▶ **Problem description**: Begin at the top of the following data. Copy each line exactly until you have copied the line containing "an attachment span.".

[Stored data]
--- START ---
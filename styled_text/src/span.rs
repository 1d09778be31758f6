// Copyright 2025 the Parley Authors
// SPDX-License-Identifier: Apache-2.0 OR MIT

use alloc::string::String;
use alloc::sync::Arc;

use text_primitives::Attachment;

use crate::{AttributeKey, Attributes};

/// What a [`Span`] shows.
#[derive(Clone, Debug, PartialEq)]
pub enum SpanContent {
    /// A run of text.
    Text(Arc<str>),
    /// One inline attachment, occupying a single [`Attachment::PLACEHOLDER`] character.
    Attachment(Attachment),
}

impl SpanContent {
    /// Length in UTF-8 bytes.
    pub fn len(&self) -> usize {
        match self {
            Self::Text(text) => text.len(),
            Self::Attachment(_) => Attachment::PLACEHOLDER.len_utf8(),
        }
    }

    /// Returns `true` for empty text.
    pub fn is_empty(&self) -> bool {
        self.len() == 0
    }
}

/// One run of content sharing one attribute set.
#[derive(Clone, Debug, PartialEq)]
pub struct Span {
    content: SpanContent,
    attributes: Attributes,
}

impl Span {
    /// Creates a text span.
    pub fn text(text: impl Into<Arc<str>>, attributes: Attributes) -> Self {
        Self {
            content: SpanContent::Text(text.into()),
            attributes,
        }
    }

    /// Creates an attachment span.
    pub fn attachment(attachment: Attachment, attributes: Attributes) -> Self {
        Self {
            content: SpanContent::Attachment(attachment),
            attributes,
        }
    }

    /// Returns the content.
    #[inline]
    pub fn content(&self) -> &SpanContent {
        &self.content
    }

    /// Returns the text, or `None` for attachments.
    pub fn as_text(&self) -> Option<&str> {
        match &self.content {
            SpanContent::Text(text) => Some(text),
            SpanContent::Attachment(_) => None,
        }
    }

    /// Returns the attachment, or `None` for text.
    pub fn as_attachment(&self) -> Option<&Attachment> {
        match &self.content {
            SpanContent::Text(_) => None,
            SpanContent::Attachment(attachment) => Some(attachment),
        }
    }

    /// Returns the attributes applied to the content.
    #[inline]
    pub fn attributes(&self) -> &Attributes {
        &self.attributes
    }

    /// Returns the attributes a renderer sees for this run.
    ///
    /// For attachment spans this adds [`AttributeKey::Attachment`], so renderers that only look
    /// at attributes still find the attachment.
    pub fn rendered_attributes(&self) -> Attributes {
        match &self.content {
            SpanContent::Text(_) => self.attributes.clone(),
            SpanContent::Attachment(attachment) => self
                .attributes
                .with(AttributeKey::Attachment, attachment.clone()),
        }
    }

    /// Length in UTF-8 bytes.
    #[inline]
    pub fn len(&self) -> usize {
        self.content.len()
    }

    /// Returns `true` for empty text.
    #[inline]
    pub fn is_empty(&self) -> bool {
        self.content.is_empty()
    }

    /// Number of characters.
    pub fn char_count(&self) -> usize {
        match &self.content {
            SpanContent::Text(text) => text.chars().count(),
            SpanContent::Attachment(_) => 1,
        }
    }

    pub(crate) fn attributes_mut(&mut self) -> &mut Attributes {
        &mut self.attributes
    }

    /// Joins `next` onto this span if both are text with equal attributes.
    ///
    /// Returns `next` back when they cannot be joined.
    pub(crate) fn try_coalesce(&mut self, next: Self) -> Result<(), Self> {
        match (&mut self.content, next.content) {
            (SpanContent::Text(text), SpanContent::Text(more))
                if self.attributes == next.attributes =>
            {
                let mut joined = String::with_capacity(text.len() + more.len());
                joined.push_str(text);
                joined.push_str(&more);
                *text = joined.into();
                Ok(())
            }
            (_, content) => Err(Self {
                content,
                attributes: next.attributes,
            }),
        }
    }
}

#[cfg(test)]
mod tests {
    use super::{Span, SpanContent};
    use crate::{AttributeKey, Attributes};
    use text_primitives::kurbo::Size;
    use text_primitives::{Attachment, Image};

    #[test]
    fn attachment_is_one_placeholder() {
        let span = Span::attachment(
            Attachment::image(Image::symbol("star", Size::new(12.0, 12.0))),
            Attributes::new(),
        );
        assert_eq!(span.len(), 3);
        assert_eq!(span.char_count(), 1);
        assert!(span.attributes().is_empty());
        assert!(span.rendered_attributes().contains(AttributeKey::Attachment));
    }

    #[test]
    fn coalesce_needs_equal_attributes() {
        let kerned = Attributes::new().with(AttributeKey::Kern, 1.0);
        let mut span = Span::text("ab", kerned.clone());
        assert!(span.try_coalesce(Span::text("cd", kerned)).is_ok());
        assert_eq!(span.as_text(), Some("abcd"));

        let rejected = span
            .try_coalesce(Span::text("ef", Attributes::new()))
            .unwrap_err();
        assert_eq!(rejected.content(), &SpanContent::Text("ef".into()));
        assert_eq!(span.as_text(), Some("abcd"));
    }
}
--- END ---
▶ **Answer space**:
filename styled_text/src/span.rs
repository 1d09778be31758f6
// Copyright 2025 the Parley Authors
// SPDX-License-Identifier: Apache-2.0 OR MIT

use alloc::string::String;
use alloc::sync::Arc;

use text_primitives::Attachment;

use crate::{AttributeKey, Attributes};

/// What a [`Span`] shows.
#[derive(Clone, Debug, PartialEq)]
pub enum SpanContent {
    /// A run of text.
    Text(Arc<str>),
    /// One inline attachment, occupying a single [`Attachment::PLACEHOLDER`] character.
    Attachment(Attachment),
}

impl SpanContent {
    /// Length in UTF-8 bytes.
    pub fn len(&self) -> usize {
        match self {
            Self::Text(text) => text.len(),
            Self::Attachment(_) => Attachment::PLACEHOLDER.len_utf8(),
        }
    }

    /// Returns `true` for empty text.
    pub fn is_empty(&self) -> bool {
        self.len() == 0
    }
}

/// One run of content sharing one attribute set.
#[derive(Clone, Debug, PartialEq)]
pub struct Span {
    content: SpanContent,
    attributes: Attributes,
}

impl Span {
    /// Creates a text span.
    pub fn text(text: impl Into<Arc<str>>, attributes: Attributes) -> Self {
        Self {
            content: SpanContent::Text(text.into()),
            attributes,
        }
    }

    /// Creates an attachment span.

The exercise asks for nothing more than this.